▸ **WHAT THE TASK REQUIRES**
Below are some records; quote exactly the lines from the one that contains "pub trait SnapshotObserver" through the one that contains "self.seed_population()?;", inclusive, and no others.

Collected data entries:

++++++

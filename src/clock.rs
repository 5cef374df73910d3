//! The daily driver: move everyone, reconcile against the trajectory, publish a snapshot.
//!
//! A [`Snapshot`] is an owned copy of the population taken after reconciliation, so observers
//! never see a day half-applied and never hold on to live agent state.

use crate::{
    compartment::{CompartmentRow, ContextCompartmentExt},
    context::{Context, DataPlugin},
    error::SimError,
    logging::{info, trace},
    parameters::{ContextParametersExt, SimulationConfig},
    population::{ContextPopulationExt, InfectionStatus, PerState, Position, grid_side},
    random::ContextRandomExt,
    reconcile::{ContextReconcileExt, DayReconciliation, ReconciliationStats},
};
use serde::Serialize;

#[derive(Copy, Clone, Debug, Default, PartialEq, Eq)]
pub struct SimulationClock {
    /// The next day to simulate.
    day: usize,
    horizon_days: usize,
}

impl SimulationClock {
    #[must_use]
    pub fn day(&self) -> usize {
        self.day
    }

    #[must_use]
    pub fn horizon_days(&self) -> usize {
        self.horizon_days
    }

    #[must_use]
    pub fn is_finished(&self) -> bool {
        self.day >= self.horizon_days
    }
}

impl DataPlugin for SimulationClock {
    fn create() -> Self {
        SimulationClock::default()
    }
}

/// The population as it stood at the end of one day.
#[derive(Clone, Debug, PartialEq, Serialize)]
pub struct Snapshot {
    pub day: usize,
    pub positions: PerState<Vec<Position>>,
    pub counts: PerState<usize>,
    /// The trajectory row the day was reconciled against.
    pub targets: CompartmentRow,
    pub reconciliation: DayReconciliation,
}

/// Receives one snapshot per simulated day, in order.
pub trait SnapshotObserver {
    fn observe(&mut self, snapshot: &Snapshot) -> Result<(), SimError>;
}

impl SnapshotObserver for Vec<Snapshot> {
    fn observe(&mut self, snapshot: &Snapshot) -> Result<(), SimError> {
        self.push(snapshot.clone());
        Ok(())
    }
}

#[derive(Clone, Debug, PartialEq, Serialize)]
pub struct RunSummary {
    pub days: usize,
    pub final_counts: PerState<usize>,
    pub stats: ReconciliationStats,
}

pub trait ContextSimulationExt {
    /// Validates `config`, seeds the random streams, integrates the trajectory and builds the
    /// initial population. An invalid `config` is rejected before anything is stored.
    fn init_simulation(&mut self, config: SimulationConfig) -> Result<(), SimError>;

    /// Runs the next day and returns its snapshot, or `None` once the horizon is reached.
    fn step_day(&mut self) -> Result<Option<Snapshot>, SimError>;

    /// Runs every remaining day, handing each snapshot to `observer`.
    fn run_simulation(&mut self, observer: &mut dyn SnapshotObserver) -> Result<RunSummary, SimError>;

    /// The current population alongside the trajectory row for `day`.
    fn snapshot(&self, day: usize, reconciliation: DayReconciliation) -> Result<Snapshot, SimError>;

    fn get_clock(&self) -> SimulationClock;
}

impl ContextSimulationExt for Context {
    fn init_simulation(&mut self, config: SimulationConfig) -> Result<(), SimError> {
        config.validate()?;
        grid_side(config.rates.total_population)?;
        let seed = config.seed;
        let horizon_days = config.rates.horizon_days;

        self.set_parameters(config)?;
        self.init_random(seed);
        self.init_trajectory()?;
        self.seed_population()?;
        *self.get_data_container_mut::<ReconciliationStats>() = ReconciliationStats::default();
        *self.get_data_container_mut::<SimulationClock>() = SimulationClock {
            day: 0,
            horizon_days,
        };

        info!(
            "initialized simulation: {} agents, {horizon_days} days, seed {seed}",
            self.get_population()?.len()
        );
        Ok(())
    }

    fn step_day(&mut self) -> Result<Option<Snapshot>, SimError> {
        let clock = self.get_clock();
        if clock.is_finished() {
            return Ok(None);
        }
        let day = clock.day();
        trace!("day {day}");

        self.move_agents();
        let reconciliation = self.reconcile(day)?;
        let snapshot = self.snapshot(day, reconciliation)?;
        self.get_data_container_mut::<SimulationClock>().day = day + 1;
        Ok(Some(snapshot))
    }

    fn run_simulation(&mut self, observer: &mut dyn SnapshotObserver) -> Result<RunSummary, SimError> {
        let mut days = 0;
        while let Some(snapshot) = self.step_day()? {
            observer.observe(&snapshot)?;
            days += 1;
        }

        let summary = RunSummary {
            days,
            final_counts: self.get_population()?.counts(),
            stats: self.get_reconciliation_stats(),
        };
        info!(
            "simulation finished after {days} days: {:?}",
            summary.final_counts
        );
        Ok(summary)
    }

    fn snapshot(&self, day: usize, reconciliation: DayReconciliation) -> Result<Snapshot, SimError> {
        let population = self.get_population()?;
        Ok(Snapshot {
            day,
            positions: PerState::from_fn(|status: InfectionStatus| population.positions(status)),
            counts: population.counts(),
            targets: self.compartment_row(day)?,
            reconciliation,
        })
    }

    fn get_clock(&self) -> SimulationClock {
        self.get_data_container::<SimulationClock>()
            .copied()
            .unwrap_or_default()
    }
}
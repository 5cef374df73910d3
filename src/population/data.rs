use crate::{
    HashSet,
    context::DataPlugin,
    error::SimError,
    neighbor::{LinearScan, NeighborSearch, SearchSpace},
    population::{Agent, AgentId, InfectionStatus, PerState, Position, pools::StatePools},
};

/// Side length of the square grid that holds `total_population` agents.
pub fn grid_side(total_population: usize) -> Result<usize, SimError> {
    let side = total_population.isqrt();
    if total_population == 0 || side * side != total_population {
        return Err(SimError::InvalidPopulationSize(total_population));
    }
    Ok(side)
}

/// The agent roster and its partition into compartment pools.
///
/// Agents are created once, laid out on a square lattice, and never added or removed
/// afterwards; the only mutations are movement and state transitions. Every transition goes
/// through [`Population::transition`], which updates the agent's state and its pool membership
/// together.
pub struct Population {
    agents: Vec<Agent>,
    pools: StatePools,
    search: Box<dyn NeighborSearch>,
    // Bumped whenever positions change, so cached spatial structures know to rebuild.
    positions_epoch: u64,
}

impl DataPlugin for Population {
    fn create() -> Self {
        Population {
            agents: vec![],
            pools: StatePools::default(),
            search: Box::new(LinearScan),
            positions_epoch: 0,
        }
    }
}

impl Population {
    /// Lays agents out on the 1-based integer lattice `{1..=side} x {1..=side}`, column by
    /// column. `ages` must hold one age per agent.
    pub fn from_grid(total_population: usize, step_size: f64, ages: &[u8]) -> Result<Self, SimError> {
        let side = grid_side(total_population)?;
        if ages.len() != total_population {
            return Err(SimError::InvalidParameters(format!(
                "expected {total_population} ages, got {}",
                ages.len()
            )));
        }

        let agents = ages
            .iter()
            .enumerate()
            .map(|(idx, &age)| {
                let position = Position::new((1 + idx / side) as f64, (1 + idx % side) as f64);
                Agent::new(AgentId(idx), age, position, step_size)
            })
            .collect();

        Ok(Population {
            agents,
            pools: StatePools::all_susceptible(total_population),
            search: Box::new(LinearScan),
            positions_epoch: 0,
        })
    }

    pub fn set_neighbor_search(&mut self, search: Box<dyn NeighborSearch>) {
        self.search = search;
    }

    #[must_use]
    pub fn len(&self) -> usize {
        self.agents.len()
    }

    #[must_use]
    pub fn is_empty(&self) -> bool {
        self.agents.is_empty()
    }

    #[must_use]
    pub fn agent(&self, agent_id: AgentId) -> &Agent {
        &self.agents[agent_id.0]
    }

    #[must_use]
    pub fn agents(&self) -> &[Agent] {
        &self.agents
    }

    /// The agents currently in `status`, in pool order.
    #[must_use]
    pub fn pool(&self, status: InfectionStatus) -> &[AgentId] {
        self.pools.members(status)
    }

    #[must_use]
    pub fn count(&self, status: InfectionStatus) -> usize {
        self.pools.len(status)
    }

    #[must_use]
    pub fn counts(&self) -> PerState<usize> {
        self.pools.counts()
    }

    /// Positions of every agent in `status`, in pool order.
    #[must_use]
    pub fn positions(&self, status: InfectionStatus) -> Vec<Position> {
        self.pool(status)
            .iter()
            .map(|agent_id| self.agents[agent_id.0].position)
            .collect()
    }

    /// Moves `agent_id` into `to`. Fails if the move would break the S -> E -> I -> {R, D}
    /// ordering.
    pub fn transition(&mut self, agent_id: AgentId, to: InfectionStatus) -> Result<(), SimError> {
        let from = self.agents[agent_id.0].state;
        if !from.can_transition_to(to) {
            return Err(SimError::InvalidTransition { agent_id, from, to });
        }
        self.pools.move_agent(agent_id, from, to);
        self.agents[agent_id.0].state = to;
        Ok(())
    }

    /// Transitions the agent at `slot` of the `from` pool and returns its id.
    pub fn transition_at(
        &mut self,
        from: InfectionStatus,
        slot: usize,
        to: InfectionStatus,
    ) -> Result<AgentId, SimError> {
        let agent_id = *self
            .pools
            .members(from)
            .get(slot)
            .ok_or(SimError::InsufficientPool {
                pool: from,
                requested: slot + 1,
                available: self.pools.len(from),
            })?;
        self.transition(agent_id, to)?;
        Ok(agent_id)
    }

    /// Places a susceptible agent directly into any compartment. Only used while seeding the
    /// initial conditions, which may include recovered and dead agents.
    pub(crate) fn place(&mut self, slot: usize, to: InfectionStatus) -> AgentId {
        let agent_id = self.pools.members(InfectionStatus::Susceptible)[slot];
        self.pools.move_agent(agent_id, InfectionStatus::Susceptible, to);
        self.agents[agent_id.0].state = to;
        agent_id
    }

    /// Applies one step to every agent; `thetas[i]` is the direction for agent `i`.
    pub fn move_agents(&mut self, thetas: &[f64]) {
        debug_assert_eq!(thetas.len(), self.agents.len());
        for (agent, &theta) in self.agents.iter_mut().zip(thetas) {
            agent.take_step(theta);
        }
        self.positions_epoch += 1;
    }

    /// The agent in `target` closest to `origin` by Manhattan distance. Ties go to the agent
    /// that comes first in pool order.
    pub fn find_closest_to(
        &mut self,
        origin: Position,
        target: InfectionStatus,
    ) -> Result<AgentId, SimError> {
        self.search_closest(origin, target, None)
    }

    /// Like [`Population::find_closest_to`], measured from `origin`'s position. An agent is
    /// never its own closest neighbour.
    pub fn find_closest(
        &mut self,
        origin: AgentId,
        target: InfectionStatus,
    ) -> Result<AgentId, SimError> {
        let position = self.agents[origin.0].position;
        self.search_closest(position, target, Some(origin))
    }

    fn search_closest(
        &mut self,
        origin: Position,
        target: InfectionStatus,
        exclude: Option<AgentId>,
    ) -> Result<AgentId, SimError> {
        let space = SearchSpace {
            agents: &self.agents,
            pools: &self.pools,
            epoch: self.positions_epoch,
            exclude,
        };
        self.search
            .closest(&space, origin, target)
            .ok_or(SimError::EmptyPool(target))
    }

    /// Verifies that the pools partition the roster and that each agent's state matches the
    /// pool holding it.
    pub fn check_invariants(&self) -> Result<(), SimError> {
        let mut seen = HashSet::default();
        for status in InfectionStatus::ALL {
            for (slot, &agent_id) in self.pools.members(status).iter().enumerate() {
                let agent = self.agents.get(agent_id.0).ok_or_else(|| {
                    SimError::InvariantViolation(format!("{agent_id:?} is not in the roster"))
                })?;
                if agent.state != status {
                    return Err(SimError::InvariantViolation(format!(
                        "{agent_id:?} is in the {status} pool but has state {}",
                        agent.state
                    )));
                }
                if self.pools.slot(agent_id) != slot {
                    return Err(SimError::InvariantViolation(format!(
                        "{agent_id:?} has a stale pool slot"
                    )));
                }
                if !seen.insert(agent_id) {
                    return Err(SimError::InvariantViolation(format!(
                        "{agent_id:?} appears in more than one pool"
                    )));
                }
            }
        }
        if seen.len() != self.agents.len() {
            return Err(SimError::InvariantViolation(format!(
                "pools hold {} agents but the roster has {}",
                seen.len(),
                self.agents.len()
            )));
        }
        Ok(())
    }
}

++++++

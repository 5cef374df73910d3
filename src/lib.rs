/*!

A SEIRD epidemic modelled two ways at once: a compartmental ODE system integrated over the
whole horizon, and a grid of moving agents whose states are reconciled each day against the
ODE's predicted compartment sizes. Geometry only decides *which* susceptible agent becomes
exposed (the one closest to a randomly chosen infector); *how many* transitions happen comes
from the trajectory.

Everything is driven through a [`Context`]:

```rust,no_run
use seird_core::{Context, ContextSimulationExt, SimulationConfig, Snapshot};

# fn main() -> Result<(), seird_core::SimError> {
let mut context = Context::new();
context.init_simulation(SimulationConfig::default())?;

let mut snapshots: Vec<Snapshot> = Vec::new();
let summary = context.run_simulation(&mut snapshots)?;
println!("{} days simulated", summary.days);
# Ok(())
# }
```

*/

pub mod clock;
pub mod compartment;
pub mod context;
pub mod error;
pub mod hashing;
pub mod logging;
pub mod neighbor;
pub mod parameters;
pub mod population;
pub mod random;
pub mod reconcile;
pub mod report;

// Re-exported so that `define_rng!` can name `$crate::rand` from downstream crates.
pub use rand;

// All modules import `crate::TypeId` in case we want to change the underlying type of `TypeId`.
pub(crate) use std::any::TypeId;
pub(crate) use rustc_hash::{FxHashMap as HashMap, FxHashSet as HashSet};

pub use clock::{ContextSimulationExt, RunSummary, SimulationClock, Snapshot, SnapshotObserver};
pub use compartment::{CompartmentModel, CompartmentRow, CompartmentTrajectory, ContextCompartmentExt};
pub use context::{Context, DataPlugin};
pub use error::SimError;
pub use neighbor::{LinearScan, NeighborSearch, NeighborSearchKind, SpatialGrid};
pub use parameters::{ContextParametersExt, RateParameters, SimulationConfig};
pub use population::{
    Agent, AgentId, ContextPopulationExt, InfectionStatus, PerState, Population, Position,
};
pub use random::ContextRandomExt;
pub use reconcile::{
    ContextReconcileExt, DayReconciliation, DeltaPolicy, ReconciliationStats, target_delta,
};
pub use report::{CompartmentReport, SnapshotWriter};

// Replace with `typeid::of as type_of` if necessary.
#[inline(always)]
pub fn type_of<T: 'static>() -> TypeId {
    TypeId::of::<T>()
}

++++++

▸ **ANSWER BOX**
pub trait SnapshotObserver {
    fn observe(&mut self, snapshot: &Snapshot) -> Result<(), SimError>;
}

impl SnapshotObserver for Vec<Snapshot> {
    fn observe(&mut self, snapshot: &Snapshot) -> Result<(), SimError> {
        self.push(snapshot.clone());
        Ok(())
    }
}

#[derive(Clone, Debug, PartialEq, Serialize)]
pub struct RunSummary {
    pub days: usize,
    pub final_counts: PerState<usize>,
    pub stats: ReconciliationStats,
}

pub trait ContextSimulationExt {
    /// Validates `config`, seeds the random streams, integrates the trajectory and builds the
    /// initial population. An invalid `config` is rejected before anything is stored.
    fn init_simulation(&mut self, config: SimulationConfig) -> Result<(), SimError>;

    /// Runs the next day and returns its snapshot, or `None` once the horizon is reached.
    fn step_day(&mut self) -> Result<Option<Snapshot>, SimError>;

    /// Runs every remaining day, handing each snapshot to `observer`.
    fn run_simulation(&mut self, observer: &mut dyn SnapshotObserver) -> Result<RunSummary, SimError>;

    /// The current population alongside the trajectory row for `day`.
    fn snapshot(&self, day: usize, reconciliation: DayReconciliation) -> Result<Snapshot, SimError>;

    fn get_clock(&self) -> SimulationClock;
}

impl ContextSimulationExt for Context {
    fn init_simulation(&mut self, config: SimulationConfig) -> Result<(), SimError> {
        config.validate()?;
        grid_side(config.rates.total_population)?;
        let seed = config.seed;
        let horizon_days = config.rates.horizon_days;

        self.set_parameters(config)?;
        self.init_random(seed);
        self.init_trajectory()?;
        self.seed_population()?;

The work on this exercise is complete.